**DATA**:

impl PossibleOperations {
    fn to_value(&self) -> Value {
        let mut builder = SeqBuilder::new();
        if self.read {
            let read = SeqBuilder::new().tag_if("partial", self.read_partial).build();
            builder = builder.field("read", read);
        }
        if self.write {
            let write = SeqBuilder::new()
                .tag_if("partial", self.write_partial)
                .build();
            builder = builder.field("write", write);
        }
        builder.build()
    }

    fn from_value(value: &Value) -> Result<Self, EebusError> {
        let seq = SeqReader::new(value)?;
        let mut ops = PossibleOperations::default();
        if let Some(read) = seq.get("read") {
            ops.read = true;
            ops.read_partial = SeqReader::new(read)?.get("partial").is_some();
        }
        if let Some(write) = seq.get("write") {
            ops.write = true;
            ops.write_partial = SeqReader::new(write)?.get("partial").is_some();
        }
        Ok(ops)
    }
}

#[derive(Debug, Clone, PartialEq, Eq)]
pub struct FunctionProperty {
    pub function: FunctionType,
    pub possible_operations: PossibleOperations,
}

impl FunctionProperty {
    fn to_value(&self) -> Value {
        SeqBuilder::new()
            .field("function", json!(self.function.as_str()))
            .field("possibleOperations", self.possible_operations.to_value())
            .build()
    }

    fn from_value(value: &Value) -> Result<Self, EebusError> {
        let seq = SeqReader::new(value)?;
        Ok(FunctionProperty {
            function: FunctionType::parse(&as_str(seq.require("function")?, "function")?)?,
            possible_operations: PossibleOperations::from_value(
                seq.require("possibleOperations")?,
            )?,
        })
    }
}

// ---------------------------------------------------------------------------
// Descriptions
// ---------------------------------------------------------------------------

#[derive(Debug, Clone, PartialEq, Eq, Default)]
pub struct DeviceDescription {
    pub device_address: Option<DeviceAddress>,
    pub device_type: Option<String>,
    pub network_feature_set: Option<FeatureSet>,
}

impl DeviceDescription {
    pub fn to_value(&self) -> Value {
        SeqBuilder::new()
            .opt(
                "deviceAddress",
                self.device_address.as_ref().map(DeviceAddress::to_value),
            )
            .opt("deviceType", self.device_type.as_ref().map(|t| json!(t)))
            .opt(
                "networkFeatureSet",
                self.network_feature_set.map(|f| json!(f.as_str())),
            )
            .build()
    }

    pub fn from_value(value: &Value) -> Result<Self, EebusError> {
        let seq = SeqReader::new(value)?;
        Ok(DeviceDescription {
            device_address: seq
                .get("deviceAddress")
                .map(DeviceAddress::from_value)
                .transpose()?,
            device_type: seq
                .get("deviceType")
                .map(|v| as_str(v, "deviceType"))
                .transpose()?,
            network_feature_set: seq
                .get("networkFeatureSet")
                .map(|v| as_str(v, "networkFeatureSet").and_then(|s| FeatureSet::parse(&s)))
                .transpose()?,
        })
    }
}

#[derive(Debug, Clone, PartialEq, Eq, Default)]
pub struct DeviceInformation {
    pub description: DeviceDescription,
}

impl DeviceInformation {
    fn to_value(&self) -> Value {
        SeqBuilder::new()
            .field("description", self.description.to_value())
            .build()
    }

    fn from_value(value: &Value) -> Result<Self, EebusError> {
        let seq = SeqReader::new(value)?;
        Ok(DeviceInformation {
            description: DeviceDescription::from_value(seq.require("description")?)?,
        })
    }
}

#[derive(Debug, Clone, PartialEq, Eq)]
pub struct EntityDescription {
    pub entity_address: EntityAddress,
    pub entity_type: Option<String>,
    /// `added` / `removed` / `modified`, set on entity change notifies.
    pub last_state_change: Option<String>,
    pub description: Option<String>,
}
* * *
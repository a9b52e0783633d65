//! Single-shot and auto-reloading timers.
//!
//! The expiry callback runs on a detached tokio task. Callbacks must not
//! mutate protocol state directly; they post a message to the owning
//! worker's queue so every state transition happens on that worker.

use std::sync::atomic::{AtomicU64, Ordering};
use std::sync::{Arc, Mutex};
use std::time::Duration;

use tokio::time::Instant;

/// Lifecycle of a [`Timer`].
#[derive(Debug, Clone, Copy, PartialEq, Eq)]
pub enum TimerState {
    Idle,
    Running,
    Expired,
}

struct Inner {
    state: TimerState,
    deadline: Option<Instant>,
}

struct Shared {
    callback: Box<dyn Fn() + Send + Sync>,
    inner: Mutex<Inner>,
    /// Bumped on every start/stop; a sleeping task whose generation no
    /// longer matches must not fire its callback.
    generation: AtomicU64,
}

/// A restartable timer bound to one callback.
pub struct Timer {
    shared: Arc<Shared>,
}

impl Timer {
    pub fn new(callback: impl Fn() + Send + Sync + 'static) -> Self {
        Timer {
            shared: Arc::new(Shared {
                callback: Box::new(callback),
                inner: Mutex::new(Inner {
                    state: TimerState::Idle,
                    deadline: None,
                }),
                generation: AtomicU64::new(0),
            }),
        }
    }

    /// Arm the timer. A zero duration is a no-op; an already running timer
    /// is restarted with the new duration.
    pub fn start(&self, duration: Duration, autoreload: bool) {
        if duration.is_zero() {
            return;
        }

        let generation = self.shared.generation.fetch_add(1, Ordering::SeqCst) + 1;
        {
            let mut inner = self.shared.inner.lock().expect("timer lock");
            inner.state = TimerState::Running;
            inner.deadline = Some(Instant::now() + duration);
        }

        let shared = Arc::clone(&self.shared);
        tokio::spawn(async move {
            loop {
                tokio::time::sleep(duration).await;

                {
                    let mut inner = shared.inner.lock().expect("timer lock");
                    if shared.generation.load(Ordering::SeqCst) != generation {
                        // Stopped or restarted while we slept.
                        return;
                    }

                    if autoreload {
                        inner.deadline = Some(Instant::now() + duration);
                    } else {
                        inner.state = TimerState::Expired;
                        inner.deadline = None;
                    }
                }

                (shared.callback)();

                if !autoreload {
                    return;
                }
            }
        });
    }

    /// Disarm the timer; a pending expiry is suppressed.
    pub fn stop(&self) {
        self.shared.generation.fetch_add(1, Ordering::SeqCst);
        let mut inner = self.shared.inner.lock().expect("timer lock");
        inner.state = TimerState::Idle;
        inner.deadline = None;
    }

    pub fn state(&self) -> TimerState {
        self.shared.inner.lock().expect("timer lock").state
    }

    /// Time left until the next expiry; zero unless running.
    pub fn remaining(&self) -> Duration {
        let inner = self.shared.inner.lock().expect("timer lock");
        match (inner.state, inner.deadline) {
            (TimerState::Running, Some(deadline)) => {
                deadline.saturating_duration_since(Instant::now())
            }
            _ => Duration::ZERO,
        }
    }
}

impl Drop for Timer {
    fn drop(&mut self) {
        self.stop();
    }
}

**WHAT IS BEING ASKED**:
Your answer should be one number: the count of lines in the data above that include the word "must".

**YOUR RESPONSE**:
2